Desde a última sexta-feira (7/2), está em vigor o decreto Federal 12.304/24, que detalhou os parâmetros e a avaliação dos programas de integridade nas aquisições de obras, serviços e fornecimentos de grande vulto (acima de R$ 250.902.323,871), como critério de desempate de propostas no processo licitatório e também para reabilitação de pessoas jurídicas sancionadas por infrações previstas na lei 14.133/21.

Além das contratações no âmbito do governo Federal, o regulamento abrange as aquisições realizadas pela Administração Pública estadual, municipal e distrital com recursos oriundos de transferência voluntária da União.

Importante mencionar que, segundo dados do Sebrae2, as compras públicas movimentam de 10% a 15% do PIB – Produto Interno Bruto brasileiro, o que corresponde a cerca de R$ 500 bilhões por ano. Impacta fortemente a economia nacional, com a geração de emprego, renda e arrecadação de tributos Federais, estaduais e municipais.

Para entender a importância da proteção da integridade das contratações para efetividade das políticas públicas, que muitas vezes se concretizam por meio dos serviços e obras planejadas para atender aos interesses da sociedade, é preciso compreender os riscos envolvidos no relacionamento com terceiros, como fraude, solicitação e pagamento de vantagens indevidas e conflito de interesses, por exemplo.

Conforme um estudo da Stanford Law School3, as ações ou omissões relacionadas a parceiros de negócios são o principal risco de compliance. A pesquisa identificou que cerca de 90% dos casos investigados pelo United States DOJ – Department of Justice e pela SEC – Securities and Exchange Commission envolvem a participação de terceiros em esquemas de suborno.

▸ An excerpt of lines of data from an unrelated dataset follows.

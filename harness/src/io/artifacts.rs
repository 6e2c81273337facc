//! Run artifacts: the raw agent trace and per-metric info files for the CI UI.

use std::fs;
use std::path::{Path, PathBuf};

use anyhow::{Context, Result};
use tracing::debug;

use crate::core::trace::{ExecutionResult, ResultEvent};

/// Write the agent's raw stdout verbatim.
pub fn save_raw_output(path: &Path, result: &ExecutionResult) -> Result<()> {
    if let Some(parent) = path.parent() {
        fs::create_dir_all(parent)
            .with_context(|| format!("create directory {}", parent.display()))?;
    }
    fs::write(path, result.raw_output())
        .with_context(|| format!("write agent output {}", path.display()))?;
    debug!(path = %path.display(), bytes = result.raw_output().len(), "saved agent output");
    Ok(())
}

/// Metric name and display value pairs for one run.
///
/// Cost is included only when `report_cost` is set.
pub fn info_entries(event: &ResultEvent, report_cost: bool) -> Vec<(&'static str, String)> {
    let usage = event.usage.unwrap_or_default();
    let mut entries = vec![
        ("input_tokens", usage.input_tokens.to_string()),
        ("output_tokens", usage.output_tokens.to_string()),
        (
            "cache_creation_input_tokens",
            usage.cache_creation_input_tokens.to_string(),
        ),
        (
            "cache_read_input_tokens",
            usage.cache_read_input_tokens.to_string(),
        ),
        (
            "duration_seconds",
            format!("{:.1}", event.duration_ms / 1000.0),
        ),
    ];
    if let Some(turns) = event.num_turns {
        entries.push(("num_turns", turns.to_string()));
    }
    if report_cost {
        entries.push((
            "total_cost_usd",
            format!("${:.4}", event.total_cost_usd.unwrap_or_default()),
        ));
    }
    entries
}

/// Write one `<test>-<metric>` file per entry into `info_dir`, each containing `<metric>: <value>`.
pub fn write_info(
    info_dir: &Path,
    test_name: &str,
    event: &ResultEvent,
    report_cost: bool,
) -> Result<Vec<PathBuf>> {
    fs::create_dir_all(info_dir)
        .with_context(|| format!("create directory {}", info_dir.display()))?;
    let stem = test_name.replace(['/', '\\'], "__");
    let mut written = Vec::new();
    for (metric, value) in info_entries(event, report_cost) {
        let path = info_dir.join(format!("{stem}-{metric}"));
        fs::write(&path, format!("{metric}: {value}"))
            .with_context(|| format!("write info {}", path.display()))?;
        written.push(path);
    }
    Ok(written)
}

#[cfg(test)]
mod tests {
    use super::*;
    use crate::core::trace::TokenUsage;
    use tempfile::tempdir;

    fn event() -> ResultEvent {
        ResultEvent {
            duration_ms: 12_345.0,
            num_turns: Some(7),
            total_cost_usd: Some(0.123456),
            usage: Some(TokenUsage {
                input_tokens: 1200,
                output_tokens: 340,
                cache_creation_input_tokens: 10,
                cache_read_input_tokens: 20,
            }),
            ..ResultEvent::default()
        }
    }

    #[test]
    fn cost_only_when_enabled() {
        let without = info_entries(&event(), false);
        assert!(without.iter().all(|(metric, _)| *metric != "total_cost_usd"));

        let with = info_entries(&event(), true);
        assert!(with.contains(&("total_cost_usd", "$0.1235".to_string())));
    }

    #[test]
    fn writes_one_file_per_metric() {
        let temp = tempdir().expect("tempdir");
        let written = write_info(temp.path(), "go_basic", &event(), false).expect("write");
        assert_eq!(written.len(), 6);

        let input = fs::read_to_string(temp.path().join("go_basic-input_tokens")).expect("read");
        assert_eq!(input, "input_tokens: 1200");
        let duration =
            fs::read_to_string(temp.path().join("go_basic-duration_seconds")).expect("read");
        assert_eq!(duration, "duration_seconds: 12.3");
    }

    #[test]
    fn cost_file_uses_result_event_key() {
        let temp = tempdir().expect("tempdir");
        let written = write_info(temp.path(), "go_basic", &event(), true).expect("write");
        assert_eq!(written.len(), 7);
        let cost =
            fs::read_to_string(temp.path().join("go_basic-total_cost_usd")).expect("read");
        assert_eq!(cost, "total_cost_usd: $0.1235");
        assert!(!temp.path().join("go_basic-cost_usd").exists());
    }

    #[test]
    fn raw_output_is_saved_verbatim() {
        let temp = tempdir().expect("tempdir");
        let raw = br#"[{"type":"result","duration_ms":1}]"#.to_vec();
        let result = ExecutionResult::parse("prompt", raw.clone()).expect("parse");
        let path = temp.path().join("run/agent-output.json");
        save_raw_output(&path, &result).expect("save");
        assert_eq!(fs::read(path).expect("read"), raw);
    }
}
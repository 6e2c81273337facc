//! Evaluation settings derived from the environment.
//!
//! All environment reads happen here, once per process. The resulting
//! [`EvalSettings`] is threaded explicitly into the agent runner, validator
//! and artifact writers.

use std::path::PathBuf;
use std::time::Duration;

use anyhow::{Context, Result, bail};

/// Default spend cap per agent invocation, in USD.
pub const DEFAULT_MAX_BUDGET_USD: &str = "5.00";
pub const DEFAULT_MODEL: &str = "sonnet";
pub const DEFAULT_AGENT_TIMEOUT: Duration = Duration::from_secs(15 * 60);
pub const DEFAULT_VALIDATOR_TIMEOUT: Duration = Duration::from_secs(2 * 60);
/// Agent stdout is one JSON document, so the limit is generous.
pub const DEFAULT_OUTPUT_LIMIT_BYTES: usize = 64 * 1024 * 1024;

pub const ENV_CI: &str = "CI";
pub const ENV_SKIP_PERMISSIONS: &str = "EVALS_SKIP_PERMISSIONS";
pub const ENV_REPO_ROOT: &str = "SKILLS_REPO_ROOT";
pub const ENV_MAX_BUDGET_USD: &str = "EVALS_MAX_BUDGET_USD";
pub const ENV_MODEL: &str = "EVALS_MODEL";
pub const ENV_TIMEOUT_SECS: &str = "EVALS_TIMEOUT_SECS";
pub const ENV_INFO_DIR: &str = "RWX_INFO";
pub const ENV_API_KEY: &str = "ANTHROPIC_API_KEY";

#[derive(Debug, Clone, PartialEq, Eq)]
pub struct EvalSettings {
    /// Running under continuous integration.
    pub ci: bool,
    /// Explicit opt-in to bypass agent permission prompts outside CI.
    pub skip_permissions: bool,
    pub repo_root_override: Option<PathBuf>,
    /// Passed verbatim to the agent's budget flag.
    pub max_budget_usd: String,
    pub model: String,
    pub agent_timeout: Duration,
    /// Program and leading arguments used to launch the agent.
    pub agent_command: Vec<String>,
    /// Program and leading arguments of the external config validator.
    pub validator_command: Vec<String>,
    pub validator_timeout: Duration,
    pub output_limit_bytes: usize,
    /// Receives one file per usage metric when set.
    pub info_dir: Option<PathBuf>,
    /// Cost is only meaningful for API-key runs.
    pub report_cost: bool,
    /// Overwrite stored baselines instead of comparing.
    pub record_baselines: bool,
}

impl Default for EvalSettings {
    fn default() -> Self {
        Self {
            ci: false,
            skip_permissions: false,
            repo_root_override: None,
            max_budget_usd: DEFAULT_MAX_BUDGET_USD.to_string(),
            model: DEFAULT_MODEL.to_string(),
            agent_timeout: DEFAULT_AGENT_TIMEOUT,
            agent_command: vec!["claude".to_string()],
            validator_command: vec!["rwx".to_string(), "lint".to_string()],
            validator_timeout: DEFAULT_VALIDATOR_TIMEOUT,
            output_limit_bytes: DEFAULT_OUTPUT_LIMIT_BYTES,
            info_dir: None,
            report_cost: false,
            record_baselines: false,
        }
    }
}

impl EvalSettings {
    /// Build settings from the process environment.
    pub fn from_env() -> Result<Self> {
        Self::from_lookup(|key| std::env::var(key).ok())
    }

    /// Build settings from an arbitrary variable lookup. Empty values count as unset.
    pub fn from_lookup<F>(lookup: F) -> Result<Self>
    where
        F: Fn(&str) -> Option<String>,
    {
        let get = |key: &str| lookup(key).filter(|value| !value.trim().is_empty());
        let mut settings = Self {
            ci: get(ENV_CI).is_some(),
            skip_permissions: get(ENV_SKIP_PERMISSIONS).is_some(),
            repo_root_override: get(ENV_REPO_ROOT).map(PathBuf::from),
            info_dir: get(ENV_INFO_DIR).map(PathBuf::from),
            report_cost: get(ENV_API_KEY).is_some(),
            ..Self::default()
        };
        if let Some(budget) = get(ENV_MAX_BUDGET_USD) {
            settings.max_budget_usd = budget.trim().to_string();
        }
        if let Some(model) = get(ENV_MODEL) {
            settings.model = model.trim().to_string();
        }
        if let Some(secs) = get(ENV_TIMEOUT_SECS) {
            let secs: u64 = secs
                .trim()
                .parse()
                .with_context(|| format!("parse {ENV_TIMEOUT_SECS}={secs:?}"))?;
            settings.agent_timeout = Duration::from_secs(secs);
        }
        settings.validate()?;
        Ok(settings)
    }

    /// Whether the agent may run without permission prompts.
    pub fn permission_bypass(&self) -> bool {
        self.ci || self.skip_permissions
    }

    pub fn validate(&self) -> Result<()> {
        let budget: f64 = self
            .max_budget_usd
            .parse()
            .with_context(|| format!("max budget {:?} is not a number", self.max_budget_usd))?;
        if !budget.is_finite() || budget <= 0.0 {
            bail!("max budget must be > 0, got {}", self.max_budget_usd);
        }
        if self.model.trim().is_empty() {
            bail!("model must be non-empty");
        }
        if self.agent_timeout.is_zero() {
            bail!("agent timeout must be > 0");
        }
        if self.validator_timeout.is_zero() {
            bail!("validator timeout must be > 0");
        }
        if self.output_limit_bytes == 0 {
            bail!("output_limit_bytes must be > 0");
        }
        if self.agent_command.is_empty() || self.agent_command[0].trim().is_empty() {
            bail!("agent command must be a non-empty array");
        }
        if self.validator_command.is_empty() || self.validator_command[0].trim().is_empty() {
            bail!("validator command must be a non-empty array");
        }
        Ok(())
    }
}
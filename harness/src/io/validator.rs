//! External validation of generated config files.

use std::fmt;
use std::path::{Path, PathBuf};
use std::process::Command;

use anyhow::{Context, Result, bail};
use serde::{Deserialize, Serialize};
use tracing::{debug, instrument, warn};

use crate::io::pipeline_store::{CONFIG_DIR, CONFIG_EXTENSION, config_files};
use crate::io::process::run_command_with_timeout;
use crate::io::settings::EvalSettings;

/// Validator output kept per failure.
const VALIDATOR_OUTPUT_LIMIT_BYTES: usize = 256 * 1024;

/// One config file the validator rejected.
#[derive(Debug, Clone, PartialEq, Eq, Serialize, Deserialize)]
pub struct ValidationFailure {
    pub file: PathBuf,
    pub exit_code: Option<i32>,
    pub timed_out: bool,
    pub output: String,
}

impl fmt::Display for ValidationFailure {
    fn fmt(&self, f: &mut fmt::Formatter<'_>) -> fmt::Result {
        if self.timed_out {
            write!(f, "validation of {} timed out", self.file.display())?;
        } else {
            write!(
                f,
                "validation of {} failed with status {:?}",
                self.file.display(),
                self.exit_code
            )?;
        }
        write!(f, "\noutput: {}", self.output)
    }
}

/// Validate every generated config under `workdir`.
///
/// Fails when there is nothing to validate or the validator cannot be launched.
#[instrument(skip_all, fields(workdir = %workdir.display()))]
pub fn validate_configs(workdir: &Path, settings: &EvalSettings) -> Result<Vec<ValidationFailure>> {
    let files = config_files(workdir)?;
    if files.is_empty() {
        bail!(
            "no {CONFIG_DIR}/*.{CONFIG_EXTENSION} files found in {}",
            workdir.display()
        );
    }
    let mut failures = Vec::new();
    for file in &files {
        if let Some(failure) = validate_file(workdir, file, settings)? {
            warn!(%failure, "config failed validation");
            failures.push(failure);
        }
    }
    debug!(files = files.len(), failures = failures.len(), "validation finished");
    Ok(failures)
}

/// Run the validator on one file from `workdir`. `None` means it passed.
pub fn validate_file(
    workdir: &Path,
    file: &Path,
    settings: &EvalSettings,
) -> Result<Option<ValidationFailure>> {
    let (program, leading) = settings
        .validator_command
        .split_first()
        .context("validator command is empty")?;
    let mut cmd = Command::new(program);
    cmd.args(leading).arg(file).current_dir(workdir);

    let output = run_command_with_timeout(
        cmd,
        None,
        settings.validator_timeout,
        VALIDATOR_OUTPUT_LIMIT_BYTES,
    )
    .with_context(|| format!("run validator {program}"))?;

    if output.timed_out || !output.status.success() {
        return Ok(Some(ValidationFailure {
            file: file.to_path_buf(),
            exit_code: output.status.code(),
            timed_out: output.timed_out,
            output: output.combined_lossy(),
        }));
    }
    Ok(None)
}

Logo, além dos controles internos que a Administração Pública deve manter para tratar dos riscos relacionados a desvios de conduta, passa-se a ter agora um incentivo e/ou obrigação legal às pessoas jurídicas que disputam certames, são contratadas ou pretendem voltar a negociar com o setor público após período de impedimento por sanções a elas aplicadas.

Nesse contexto dos programas de integridade é oportuno destacar o paradigma da autorregulação regulada, na qual o Estado transfere às organizações privadas o dever de controlar a conduta de seus colaboradores/parceiros/fornecedores e adotar as medidas necessárias para assegurar um ambiente corporativo permeado pela ética e honestidade.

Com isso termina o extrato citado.